*** Opening of Records ***
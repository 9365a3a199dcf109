//! Shared contracts for objectives and swarm optimizers.

use rayon::prelude::*;
use serde::{Deserialize, Serialize};

use crate::bounds::Bounds;
use crate::error::{Error, Result};
use crate::{GoldenEagle, MothFlame, SalpSwarm};

/// A scalar minimization objective over a real vector.
///
/// Implementations must be pure and safe to call concurrently; population
/// fitness is evaluated from parallel tasks. Lower values are better.
///
/// The trait is blanket-implemented for plain functions and closures, so
/// the benchmark library functions can be passed directly:
///
/// ```
/// use enjambre::{benchmarks, Objective};
///
/// let value = benchmarks::sphere.evaluate(&[1.0, 2.0]).unwrap();
/// assert!((value - 5.0).abs() < 1e-12);
/// ```
pub trait Objective: Sync {
    /// Evaluate the objective at `x`.
    ///
    /// # Errors
    ///
    /// Returns [`Error::InvalidInput`] for vectors the objective cannot
    /// accept (non-finite elements, too few coordinates). The error
    /// propagates out of the optimizer run that triggered it.
    fn evaluate(&self, x: &[f64]) -> Result<f64>;
}

impl<F> Objective for F
where
    F: Fn(&[f64]) -> Result<f64> + Sync,
{
    fn evaluate(&self, x: &[f64]) -> Result<f64> {
        self(x)
    }
}

/// Uniform capability set shared by the three swarm algorithms.
///
/// Replaces per-algorithm downcasting in the comparison driver: the harness
/// holds `Box<dyn SwarmOptimizer>` values built from [`Algorithm`] variants.
pub trait SwarmOptimizer: Send {
    /// Run the full iteration budget and return the best vector found.
    ///
    /// The returned vector always lies within the optimizer's bounds.
    ///
    /// # Errors
    ///
    /// Propagates the first [`Error::InvalidInput`] raised by the objective;
    /// the run is aborted, never silently recovered.
    fn optimize(&mut self, objective: &dyn Objective) -> Result<Vec<f64>>;

    /// Objective evaluations performed after initialization.
    ///
    /// Cumulative per instance and monotonically non-decreasing; the initial
    /// full-population evaluation is not counted.
    fn evaluation_count(&self) -> u64;
}

/// Closed set of available swarm algorithms.
#[derive(Debug, Clone, Copy, PartialEq, Eq, Hash, Serialize, Deserialize)]
pub enum Algorithm {
    /// Salp chain with a leader tracking the food source.
    SalpSwarm,
    /// Moths spiralling around a shrinking set of flames.
    MothFlame,
    /// Eagles balancing social attraction and random exploration.
    GoldenEagle,
}

impl Algorithm {
    /// All algorithms, in comparison-report order.
    pub const ALL: [Algorithm; 3] = [
        Algorithm::SalpSwarm,
        Algorithm::MothFlame,
        Algorithm::GoldenEagle,
    ];

    /// Stable display name used in reports.
    #[must_use]
    pub fn name(self) -> &'static str {
        match self {
            Algorithm::SalpSwarm => "SalpSwarm",
            Algorithm::MothFlame => "MothFlame",
            Algorithm::GoldenEagle => "GoldenEagle",
        }
    }

    /// Construct a fresh optimizer instance for this algorithm.
    ///
    /// Each instance owns an independent, entropy-seeded random source.
    ///
    /// # Errors
    ///
    /// Returns [`Error::InvalidConfig`] for a non-positive population size
    /// or dimension, or bounds of a different dimension.
    pub fn build(
        self,
        population_size: usize,
        dimension: usize,
        max_iterations: usize,
        bounds: Bounds,
    ) -> Result<Box<dyn SwarmOptimizer>> {
        Ok(match self {
            Algorithm::SalpSwarm => Box::new(SalpSwarm::new(
                population_size,
                dimension,
                max_iterations,
                bounds,
            )?),
            Algorithm::MothFlame => Box::new(MothFlame::new(
                population_size,
                dimension,
                max_iterations,
                bounds,
            )?),
            Algorithm::GoldenEagle => Box::new(GoldenEagle::new(
                population_size,
                dimension,
                max_iterations,
                bounds,
            )?),
        })
    }
}

/// Fail-fast validation of the shared optimizer configuration.
pub(crate) fn validate_config(
    population_size: usize,
    dimension: usize,
    bounds: &Bounds,
) -> Result<()> {
    if population_size == 0 {
        return Err(Error::invalid_config("population_size", 0, ">0"));
    }
    if dimension == 0 {
        return Err(Error::invalid_config("dimension", 0, ">0"));
    }
    if bounds.dimension() != dimension {
        return Err(Error::invalid_config(
            "bounds",
            bounds.dimension(),
            &format!("dimension {dimension}"),
        ));
    }
    Ok(())
}

/// Evaluate every individual of a population in parallel.
///
/// The incumbent reduction is deliberately left to the caller as a separate
/// sequential pass over the returned fitness vector, so the recorded best is
/// the true population minimum rather than a race-dependent approximation.
pub(crate) fn evaluate_population(
    objective: &dyn Objective,
    population: &[Vec<f64>],
) -> Result<Vec<f64>> {
    population
        .par_iter()
        .map(|individual| objective.evaluate(individual))
        .collect()
}

/// Index of the minimum fitness value.
pub(crate) fn best_index(fitness: &[f64]) -> usize {
    fitness
        .iter()
        .enumerate()
        .min_by(|(_, a), (_, b)| a.partial_cmp(b).unwrap_or(std::cmp::Ordering::Equal))
        .map_or(0, |(i, _)| i)
}

#[cfg(test)]
mod tests {
    use super::*;
    use crate::benchmarks;

    #[test]
    fn test_algorithm_names_stable() {
        let names: Vec<&str> = Algorithm::ALL.iter().map(|a| a.name()).collect();
        assert_eq!(names, vec!["SalpSwarm", "MothFlame", "GoldenEagle"]);
    }

    #[test]
    fn test_build_rejects_zero_population() {
        let bounds = Bounds::uniform(2, -1.0, 1.0).unwrap();
        for algorithm in Algorithm::ALL {
            assert!(algorithm.build(0, 2, 10, bounds.clone()).is_err());
        }
    }

    #[test]
    fn test_build_rejects_dimension_mismatch() {
        let bounds = Bounds::uniform(3, -1.0, 1.0).unwrap();
        for algorithm in Algorithm::ALL {
            assert!(algorithm.build(10, 2, 10, bounds.clone()).is_err());
        }
    }

    #[test]
    fn test_built_optimizers_return_in_bounds() {
        let bounds = Bounds::uniform(2, -1.5, 1.5).unwrap();
        for algorithm in Algorithm::ALL {
            let mut optimizer = algorithm.build(10, 2, 5, bounds.clone()).unwrap();
            let best = optimizer.optimize(&benchmarks::rastrigin).unwrap();
            assert!(bounds.contains(&best), "{} left bounds", algorithm.name());
        }
    }

    #[test]
    fn test_best_index_finds_minimum() {
        assert_eq!(best_index(&[3.0, 1.0, 2.0]), 1);
        assert_eq!(best_index(&[0.5]), 0);
    }

    #[test]
    fn test_evaluate_population_propagates_error() {
        let population = vec![vec![0.0, 0.0], vec![f64::NAN, 0.0]];
        let result = evaluate_population(&benchmarks::sphere, &population);
        assert!(result.is_err());
    }
}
*** Close of Records ***
Exercise description:
Once you have read through the entries above, state how many lines hold the word "crate", giving nothing but the number.

Output of the task:
7